- _Extracted material_:
──────────

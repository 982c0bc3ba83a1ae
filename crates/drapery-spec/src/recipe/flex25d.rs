//! Flex 2.5D variant coefficients.

use serde::{Deserialize, Serialize};

use crate::error::SpecError;
use crate::validation::{validate_positive, validate_resolution};

/// Parameters for the alternative flex model with explicit X arms.
///
/// Unlike [`super::PleatFamilyConfig`], this raster is laid out naturally:
/// columns run across `pleats_per_width` pleats and rows run from the
/// header (top) to the hem (bottom).
#[derive(Debug, Clone, PartialEq, Serialize, Deserialize)]
#[serde(default, deny_unknown_fields)]
pub struct Flex25dParams {
    /// Output directory name.
    pub name: String,
    pub width: u32,
    pub height: u32,

    /// Number of pleat columns across the texture.
    pub pleats_per_width: u32,
    /// 1.0 = flat fabric; 2.0..2.4 = full curtain.
    pub fullness: f64,

    /// Fraction of the height taken by the header band.
    pub header_px: f64,
    /// Fraction of the height over which the X fades out.
    pub transition_px: f64,
    /// Distance of the X arms from the ridge at the very top (pleat fraction).
    pub x_spread_max: f64,
    /// Thickness of the X arms.
    pub x_line_sigma: f64,
    /// Width of the central pinch relative to the pleat.
    pub pinch_width_frac: f64,

    pub belly_sigma_top: f64,
    pub belly_sigma_bottom: f64,
    pub belly_strength: f64,

    pub shadow_header: f64,
    pub ao_strength: f64,
    pub ramp_contrast: f64,
    pub ramp_bias: f64,

    pub trans_header: f64,
    pub trans_belly: f64,
    pub trans_trough: f64,

    pub normal_scale_top: f64,
    pub normal_scale_bottom: f64,

    /// Per-column ridge irregularity.
    pub ridge_jitter: f64,
    /// Tone grain amplitude.
    pub grain: f64,
}

impl Default for Flex25dParams {
    fn default() -> Self {
        Self {
            name: "flex25d".to_string(),
            width: 1024,
            height: 2048,

            pleats_per_width: 9,
            fullness: 2.1,

            header_px: 0.12,
            transition_px: 0.08,
            x_spread_max: 0.24,
            x_line_sigma: 0.028,
            pinch_width_frac: 0.22,

            belly_sigma_top: 0.14,
            belly_sigma_bottom: 0.52,
            belly_strength: 1.0,

            shadow_header: 0.65,
            ao_strength: 0.85,
            ramp_contrast: 1.08,
            ramp_bias: 0.0,

            trans_header: 0.05,
            trans_belly: 0.55,
            trans_trough: 0.22,

            normal_scale_top: 0.35,
            normal_scale_bottom: 1.0,

            ridge_jitter: 0.012,
            grain: 0.015,
        }
    }
}

impl Flex25dParams {
    /// Check that the parameters keep the model inside its numeric domain.
    pub fn validate(&self) -> Result<(), SpecError> {
        validate_resolution(self.width, self.height)?;
        if self.width < 2 || self.height < 2 {
            return Err(SpecError::InvalidParameter(format!(
                "flex25d raster must be at least 2x2, got [{}, {}]",
                self.width, self.height
            )));
        }
        if self.pleats_per_width == 0 {
            return Err(SpecError::InvalidParameter(
                "pleats_per_width must be at least 1".to_string(),
            ));
        }
        validate_positive("transition_px", self.transition_px)?;
        validate_positive("x_line_sigma", self.x_line_sigma)?;
        validate_positive("pinch_width_frac", self.pinch_width_frac)?;
        validate_positive("belly_sigma_top", self.belly_sigma_top)?;
        validate_positive("belly_sigma_bottom", self.belly_sigma_bottom)?;
        validate_positive("fullness", self.fullness)?;
        Ok(())
    }
}
//! Drapery Pleat Spec Library
//!
//! This crate provides the parameter types shared by the drapery texture
//! backend and CLI: the pleat catalog, per-material pleating presets, and the
//! tunable coefficient tables that drive each pleat-family generator.
//!
//! # Example
//!
//! ```
//! use drapery_spec::{preset_for_material, MaterialFamily, PleatId};
//!
//! let preset = preset_for_material(Some(MaterialFamily::SheerBasic), PleatId::Flex);
//! assert_eq!(preset.tile_width_px, 160);
//! ```
//!
//! # Modules
//!
//! - [`error`]: Error types and the backend error trait
//! - [`pleat`]: Pleat ids, material families, presets, texture orientation
//! - [`recipe`]: Coefficient tables for the flex, flex 2.5D and placeholder generators
//! - [`validation`]: Reusable parameter validation helpers

pub mod error;
pub mod pleat;
pub mod recipe;
pub mod validation;

pub use error::{BackendError, SpecError};
pub use pleat::{
    apply_overrides, map_pleat_uv, preset_for_material, MaterialFamily, PleatId,
    PleatTextureOrientation, PleatingPreset, PresetOverrides,
};
pub use recipe::{Flex25dParams, PlaceholderParams, PleatFamilyConfig, SampleGridParams};
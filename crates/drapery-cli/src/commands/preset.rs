//! Preset command implementation
//!
//! Resolves the pleating preset for a pleat style, optionally adjusted for a
//! material family.

use anyhow::{Context, Result};
use colored::Colorize;
use drapery_spec::{preset_for_material, MaterialFamily, PleatId, PleatingPreset};
use serde::Serialize;
use std::process::ExitCode;

use super::reporting;

/// Preset lookup result.
#[derive(Debug, Clone, Serialize, PartialEq)]
pub struct PresetOutput {
    #[serde(skip_serializing_if = "Option::is_none")]
    pub material: Option<MaterialFamily>,
    pub preset: PleatingPreset,
    #[serde(skip_serializing_if = "Option::is_none")]
    pub warning: Option<String>,
}

/// Look up a preset. Unknown pleat ids fall back to `wave` with a warning;
/// unknown material families are an error.
pub fn resolve(pleat: &str, material: Option<&str>) -> Result<PresetOutput> {
    let material = material
        .map(|m| m.parse::<MaterialFamily>())
        .transpose()
        .context("Failed to resolve material family")?;
    let (pleat_id, fell_back) = PleatId::parse_or_default(pleat);
    let warning =
        fell_back.then(|| format!("unknown pleat id '{}', using '{}'", pleat, pleat_id));

    Ok(PresetOutput {
        material,
        preset: preset_for_material(material, pleat_id),
        warning,
    })
}

/// Run the preset command
///
/// # Returns
/// Exit code: 0 success
pub fn run(pleat: &str, material: Option<&str>, json_output: bool) -> Result<ExitCode> {
    let output = resolve(pleat, material)?;

    if json_output {
        reporting::print_json(&output)?;
        return Ok(ExitCode::SUCCESS);
    }

    if let Some(warning) = &output.warning {
        reporting::print_warning(warning);
    }

    let preset = &output.preset;
    println!("{} {}", "Preset:".cyan().bold(), preset.label);
    println!("  {} {}", "pleat:".dimmed(), preset.pleat_id);
    if let Some(material) = output.material {
        println!("  {} {}", "material:".dimmed(), material);
    }
    println!("  {} {}px", "tile width:".dimmed(), preset.tile_width_px);
    if let Some(strength) = preset.height_strength {
        println!("  {} {}", "height strength:".dimmed(), strength);
    }

    Ok(ExitCode::SUCCESS)
}

#[cfg(test)]
mod tests {
    use super::*;
    use pretty_assertions::assert_eq;

    #[test]
    fn test_base_preset() {
        let output = resolve("doubleFlex", None).unwrap();
        assert_eq!(output.preset.tile_width_px, 160);
        assert_eq!(output.preset.height_strength, Some(0.2));
        assert_eq!(output.warning, None);
    }

    #[test]
    fn test_material_override() {
        let output = resolve("wave", Some("sheer-basic")).unwrap();
        assert_eq!(output.material, Some(MaterialFamily::SheerBasic));
        assert_eq!(output.preset.tile_width_px, 240);
        assert_eq!(output.preset.height_strength, Some(0.25));
    }

    #[test]
    fn test_unknown_pleat_falls_back() {
        let output = resolve("box-pleat", Some("velvet")).unwrap();
        assert_eq!(output.preset.pleat_id, PleatId::Wave);
        assert_eq!(output.preset.tile_width_px, 220);
        assert!(output.warning.is_some());
    }

    #[test]
    fn test_unknown_material_rejected() {
        assert!(resolve("flex", Some("tweed")).is_err());
    }

    #[test]
    fn test_json_shape() {
        let output = resolve("flex", Some("curtain-basic")).unwrap();
        let value = serde_json::to_value(&output).unwrap();
        assert_eq!(value["material"], "curtain-basic");
        assert_eq!(value["preset"]["pleat_id"], "flex");
        assert_eq!(value["preset"]["tile_width_px"], 200);
        assert!(value.get("warning").is_none());
    }
}
//! CLI command implementations

pub mod generate;
pub mod generate_all;
pub mod preset;
pub mod sample;

mod reporting;
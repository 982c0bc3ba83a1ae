//! Lateral jitter: the seeded sideways wander of a pleat.

use std::f64::consts::TAU;

use super::seed::PleatSeed;
use crate::noise::{lerp, Fbm, Noise2D, ValueNoise};

const DRAPE_FBM: Fbm<ValueNoise> = Fbm::new(ValueNoise);

/// Lateral displacement for a position inside one pleat.
///
/// * `base_normalized` - position across the pleat, `0..1`
/// * `cross_axis` - position from header (0) to hem (1)
/// * `strength` - jitter strength; `<= 0` disables jitter
/// * `taper_strength` - header tightening / hem loosening
///
/// The result is exactly zero at both pleat edges so adjacent pleats meet
/// without a seam.
pub fn lateral_jitter(
    base_normalized: f64,
    cross_axis: f64,
    seed: &PleatSeed,
    strength: f64,
    taper_strength: f64,
) -> f64 {
    if strength <= 0.0 {
        return 0.0;
    }

    let base_phase = base_normalized * TAU;
    let cross_phase = cross_axis * TAU;

    let edge_amount = base_normalized.min(1.0 - base_normalized);
    let edge_falloff = (edge_amount * 2.0).powf(1.25);
    let cross_axis01 = cross_axis.clamp(0.0, 1.0);

    let warp = DRAPE_FBM.sample(
        base_normalized * (2.2 + seed.wave_tightness * 0.3) + cross_axis * 0.9 + seed.offset * 0.6,
        cross_axis * 1.8 + base_normalized * 0.5 + seed.offset * 0.4,
    ) * 0.6;

    let flow = DRAPE_FBM.sample(
        base_normalized * 3.4 + cross_axis * (1.4 + seed.diagonal_tilt * 0.4),
        cross_axis * 5.2 + base_normalized * 0.7 + seed.offset * 1.3,
    );

    let gentle_sweep = (base_phase * (0.6 + seed.wave_tightness * 0.3)
        + cross_phase * 0.22
        + warp * 1.8
        + seed.phase)
        .sin()
        * (0.55 + seed.amplitude * 0.25);

    let diagonal_sweep =
        (base_phase * 1.45 - cross_phase * (0.4 + seed.diagonal_tilt * 0.2) + flow * 1.3).sin()
            * 0.28;

    let meander = flow * 0.25 + warp * 0.18;
    let micro_ripple = (base_phase * 2.6 + warp * 0.9 + seed.phase * 0.4).sin() * 0.16;

    let combined = gentle_sweep * 0.52 + diagonal_sweep * 0.35 + meander + micro_ripple;

    // Header holds the fabric; the minimum clamp loosens as taper weakens.
    let header_clamp = lerp(0.22, 0.38, 1.0 - taper_strength.min(1.0));
    let header_ease = header_clamp + (1.0 - header_clamp) * cross_axis01.powf(0.75);
    let hem_relax = 1.0 + taper_strength * cross_axis01.powf(1.9) * 0.35;
    let vertical_taper = header_ease.max(0.18) * hem_relax;

    strength * edge_falloff * combined * vertical_taper * 0.32
}

#[cfg(test)]
mod tests {
    use super::*;

    #[test]
    fn test_zero_strength_short_circuits() {
        let seed = PleatSeed::derive(3);
        assert_eq!(lateral_jitter(0.4, 0.5, &seed, 0.0, 0.7), 0.0);
        assert_eq!(lateral_jitter(0.4, 0.5, &seed, -1.0, 0.7), 0.0);
    }

    #[test]
    fn test_vanishes_at_pleat_edges() {
        for index in 0..20 {
            let seed = PleatSeed::derive(index);
            for &cross in &[0.0, 0.3, 0.77, 1.0] {
                for &(strength, taper) in &[(0.2, 0.0), (1.0, 1.0), (0.6, 0.35)] {
                    assert_eq!(lateral_jitter(0.0, cross, &seed, strength, taper), 0.0);
                    assert_eq!(lateral_jitter(1.0, cross, &seed, strength, taper), 0.0);
                }
            }
        }
    }

    #[test]
    fn test_bit_reproducible() {
        let seed = PleatSeed::derive(12);
        let a = lateral_jitter(0.37, 0.61, &seed, 0.8, 0.4);
        let b = lateral_jitter(0.37, 0.61, &seed, 0.8, 0.4);
        assert_eq!(a.to_bits(), b.to_bits());
    }

    #[test]
    fn test_bounded() {
        for index in 0..30 {
            let seed = PleatSeed::derive(index);
            for i in 0..=20 {
                for j in 0..=20 {
                    let v = lateral_jitter(i as f64 / 20.0, j as f64 / 20.0, &seed, 1.0, 1.0);
                    assert!(v.is_finite());
                    assert!(v.abs() < 1.0, "jitter {} out of bounds", v);
                }
            }
        }
    }

    #[test]
    fn test_scales_linearly_with_strength() {
        let seed = PleatSeed::derive(4);
        let half = lateral_jitter(0.3, 0.5, &seed, 0.5, 0.2);
        let full = lateral_jitter(0.3, 0.5, &seed, 1.0, 0.2);
        assert!((full - 2.0 * half).abs() < 1e-12);
    }
}
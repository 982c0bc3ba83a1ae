//! Pleat catalog: pleat ids, material families, and pleating presets.
//!
//! Each pleat style has a horizontal tile width that matches its texture maps,
//! and individual material families may override the width and relief strength.

use std::fmt;
use std::str::FromStr;

use serde::{Deserialize, Serialize};

use crate::error::SpecError;

/// Pleat style identifier.
#[derive(Debug, Clone, Copy, PartialEq, Eq, Hash, Serialize, Deserialize)]
#[serde(rename_all = "camelCase")]
pub enum PleatId {
    /// Wave pleat: broad, even S-curve folds.
    Wave,
    /// Flex pleat: pinched header with a spreading belly.
    Flex,
    /// Double flex pleat: the densest fold pattern.
    DoubleFlex,
}

impl PleatId {
    /// All catalog pleats in display order.
    pub const ALL: [PleatId; 3] = [PleatId::Wave, PleatId::Flex, PleatId::DoubleFlex];

    /// Returns the canonical string id (`wave`, `flex`, `doubleFlex`).
    pub fn as_str(&self) -> &'static str {
        match self {
            PleatId::Wave => "wave",
            PleatId::Flex => "flex",
            PleatId::DoubleFlex => "doubleFlex",
        }
    }

    /// Parse a pleat id, falling back to [`PleatId::Wave`] for unknown input.
    ///
    /// The second element is `true` when the fallback was used, so callers
    /// can warn about it.
    pub fn parse_or_default(s: &str) -> (PleatId, bool) {
        match s.parse() {
            Ok(id) => (id, false),
            Err(_) => (PleatId::Wave, true),
        }
    }
}

impl fmt::Display for PleatId {
    fn fmt(&self, f: &mut fmt::Formatter<'_>) -> fmt::Result {
        f.write_str(self.as_str())
    }
}

impl FromStr for PleatId {
    type Err = SpecError;

    fn from_str(s: &str) -> Result<Self, Self::Err> {
        match s {
            "wave" => Ok(PleatId::Wave),
            "flex" => Ok(PleatId::Flex),
            "doubleFlex" => Ok(PleatId::DoubleFlex),
            other => Err(SpecError::UnknownPleat(other.to_string())),
        }
    }
}

/// Fabric material family.
#[derive(Debug, Clone, Copy, PartialEq, Eq, Hash, Serialize, Deserialize)]
#[serde(rename_all = "kebab-case")]
pub enum MaterialFamily {
    Sheer,
    Linen,
    Blackout,
    BlackoutBasic,
    Cotton,
    Velvet,
    Silk,
    CurtainLinen,
    SheerLinen,
    CurtainBasic,
    SheerBasic,
}

impl MaterialFamily {
    /// Returns the canonical kebab-case id.
    pub fn as_str(&self) -> &'static str {
        match self {
            MaterialFamily::Sheer => "sheer",
            MaterialFamily::Linen => "linen",
            MaterialFamily::Blackout => "blackout",
            MaterialFamily::BlackoutBasic => "blackout-basic",
            MaterialFamily::Cotton => "cotton",
            MaterialFamily::Velvet => "velvet",
            MaterialFamily::Silk => "silk",
            MaterialFamily::CurtainLinen => "curtain-linen",
            MaterialFamily::SheerLinen => "sheer-linen",
            MaterialFamily::CurtainBasic => "curtain-basic",
            MaterialFamily::SheerBasic => "sheer-basic",
        }
    }
}

impl fmt::Display for MaterialFamily {
    fn fmt(&self, f: &mut fmt::Formatter<'_>) -> fmt::Result {
        f.write_str(self.as_str())
    }
}

impl FromStr for MaterialFamily {
    type Err = SpecError;

    fn from_str(s: &str) -> Result<Self, Self::Err> {
        let family = match s {
            "sheer" => MaterialFamily::Sheer,
            "linen" => MaterialFamily::Linen,
            "blackout" => MaterialFamily::Blackout,
            "blackout-basic" => MaterialFamily::BlackoutBasic,
            "cotton" => MaterialFamily::Cotton,
            "velvet" => MaterialFamily::Velvet,
            "silk" => MaterialFamily::Silk,
            "curtain-linen" => MaterialFamily::CurtainLinen,
            "sheer-linen" => MaterialFamily::SheerLinen,
            "curtain-basic" => MaterialFamily::CurtainBasic,
            "sheer-basic" => MaterialFamily::SheerBasic,
            other => return Err(SpecError::UnknownMaterialFamily(other.to_string())),
        };
        Ok(family)
    }
}

/// Pleating preset for a pleat style.
#[derive(Debug, Clone, PartialEq, Serialize, Deserialize)]
pub struct PleatingPreset {
    /// Pleat style identifier.
    pub pleat_id: PleatId,
    /// Display name.
    pub label: String,
    /// Horizontal tile width in pixels (controls pleat spacing).
    pub tile_width_px: u32,
    /// Height map strength (controls relief shading).
    #[serde(skip_serializing_if = "Option::is_none")]
    pub height_strength: Option<f64>,
}

impl PleatingPreset {
    /// Base preset for a pleat style, without material overrides.
    pub fn base(pleat: PleatId) -> Self {
        let (label, tile_width_px) = match pleat {
            PleatId::Wave => ("Wave Pleat", 220),
            PleatId::Flex => ("Flex Pleat", 200),
            PleatId::DoubleFlex => ("Double Flex Pleat", 160),
        };
        Self {
            pleat_id: pleat,
            label: label.to_string(),
            tile_width_px,
            height_strength: Some(0.2),
        }
    }
}

/// Partial preset overrides. Unset fields keep the preset value.
#[derive(Debug, Clone, Copy, Default, PartialEq, Serialize, Deserialize)]
#[serde(deny_unknown_fields)]
pub struct PresetOverrides {
    #[serde(default, skip_serializing_if = "Option::is_none")]
    pub tile_width_px: Option<u32>,
    #[serde(default, skip_serializing_if = "Option::is_none")]
    pub height_strength: Option<f64>,
}

/// Designer overrides keyed by material family and pleat.
fn material_override(family: MaterialFamily, pleat: PleatId) -> Option<PresetOverrides> {
    use MaterialFamily::*;
    use PleatId::*;

    let (tile, strength) = match (family, pleat) {
        (SheerBasic, Wave) => (240, 0.25),
        (SheerBasic, Flex) => (160, 0.15),
        (SheerBasic, DoubleFlex) => (180, 0.25),
        (SheerLinen, Wave) => (220, 0.35),
        (CurtainBasic, Wave) => (180, 0.25),
        (CurtainBasic, Flex) => (200, 0.10),
        (CurtainBasic, DoubleFlex) => (160, 0.15),
        (BlackoutBasic, Wave) => (180, 0.28),
        (BlackoutBasic, Flex) => (200, 0.12),
        (BlackoutBasic, DoubleFlex) => (160, 0.18),
        _ => return None,
    };

    Some(PresetOverrides {
        tile_width_px: Some(tile),
        height_strength: Some(strength),
    })
}

/// Get the pleating preset for a pleat, with optional per-material overrides.
pub fn preset_for_material(family: Option<MaterialFamily>, pleat: PleatId) -> PleatingPreset {
    let base = PleatingPreset::base(pleat);
    let Some(overrides) = family.and_then(|f| material_override(f, pleat)) else {
        return base;
    };

    PleatingPreset {
        tile_width_px: overrides.tile_width_px.unwrap_or(base.tile_width_px),
        height_strength: overrides.height_strength.or(base.height_strength),
        ..base
    }
}

/// Apply debug overrides to a preset.
///
/// Only the tile width is overridable here; relief strength is owned by the
/// material table.
pub fn apply_overrides(preset: PleatingPreset, overrides: Option<&PresetOverrides>) -> PleatingPreset {
    let Some(overrides) = overrides else {
        return preset;
    };

    PleatingPreset {
        tile_width_px: overrides.tile_width_px.unwrap_or(preset.tile_width_px),
        ..preset
    }
}

/// How a pleat texture is laid out relative to the curtain.
#[derive(Debug, Clone, Copy, PartialEq, Eq, Default, Serialize, Deserialize)]
#[serde(rename_all = "snake_case")]
pub enum PleatTextureOrientation {
    /// Texture columns run down the curtain (cross axis on U).
    #[default]
    Transposed,
    /// Texture columns run across the pleats (pleat coordinate on U).
    Natural,
}

/// Map a `(cross_axis, pleat_coord)` sample to texture UV for an orientation.
pub fn map_pleat_uv(
    orientation: PleatTextureOrientation,
    cross_axis: f64,
    pleat_coord: f64,
) -> (f64, f64) {
    match orientation {
        PleatTextureOrientation::Natural => (pleat_coord, cross_axis),
        PleatTextureOrientation::Transposed => (cross_axis, pleat_coord),
    }
}

#[cfg(test)]
mod tests {
    use super::*;
    use pretty_assertions::assert_eq;

    #[test]
    fn test_pleat_id_round_trip_strings() {
        for pleat in PleatId::ALL {
            assert_eq!(pleat.as_str().parse::<PleatId>().unwrap(), pleat);
        }
        let json = serde_json::to_string(&PleatId::DoubleFlex).unwrap();
        assert_eq!(json, "\"doubleFlex\"");
    }

    #[test]
    fn test_unknown_pleat_falls_back_to_wave() {
        assert_eq!(PleatId::parse_or_default("pinch"), (PleatId::Wave, true));
        assert_eq!(PleatId::parse_or_default("flex"), (PleatId::Flex, false));
        assert!("pinch".parse::<PleatId>().is_err());
    }

    #[test]
    fn test_base_presets() {
        assert_eq!(PleatingPreset::base(PleatId::Wave).tile_width_px, 220);
        assert_eq!(PleatingPreset::base(PleatId::Flex).tile_width_px, 200);
        assert_eq!(PleatingPreset::base(PleatId::DoubleFlex).tile_width_px, 160);
        assert_eq!(PleatingPreset::base(PleatId::Flex).label, "Flex Pleat");
    }

    #[test]
    fn test_material_overrides() {
        let sheer = preset_for_material(Some(MaterialFamily::SheerBasic), PleatId::Wave);
        assert_eq!(sheer.tile_width_px, 240);
        assert_eq!(sheer.height_strength, Some(0.25));

        let linen_flex = preset_for_material(Some(MaterialFamily::SheerLinen), PleatId::Flex);
        assert_eq!(linen_flex, PleatingPreset::base(PleatId::Flex));

        let velvet = preset_for_material(Some(MaterialFamily::Velvet), PleatId::DoubleFlex);
        assert_eq!(velvet, PleatingPreset::base(PleatId::DoubleFlex));

        assert_eq!(
            preset_for_material(None, PleatId::Wave),
            PleatingPreset::base(PleatId::Wave)
        );
    }

    #[test]
    fn test_apply_overrides_only_touches_tile_width() {
        let preset = PleatingPreset::base(PleatId::Wave);
        let overrides = PresetOverrides {
            tile_width_px: Some(300),
            height_strength: Some(0.9),
        };
        let applied = apply_overrides(preset.clone(), Some(&overrides));
        assert_eq!(applied.tile_width_px, 300);
        assert_eq!(applied.height_strength, preset.height_strength);
        assert_eq!(apply_overrides(preset.clone(), None), preset);
    }

    #[test]
    fn test_material_family_parsing() {
        assert_eq!(
            "curtain-basic".parse::<MaterialFamily>().unwrap(),
            MaterialFamily::CurtainBasic
        );
        assert!("tweed".parse::<MaterialFamily>().is_err());
        let json = serde_json::to_string(&MaterialFamily::BlackoutBasic).unwrap();
        assert_eq!(json, "\"blackout-basic\"");
    }

    #[test]
    fn test_map_pleat_uv() {
        assert_eq!(
            map_pleat_uv(PleatTextureOrientation::Natural, 0.25, 0.75),
            (0.75, 0.25)
        );
        assert_eq!(
            map_pleat_uv(PleatTextureOrientation::Transposed, 0.25, 0.75),
            (0.25, 0.75)
        );
    }
}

──────────

Count each line of the listing that contains "crates" and give the count alone.

2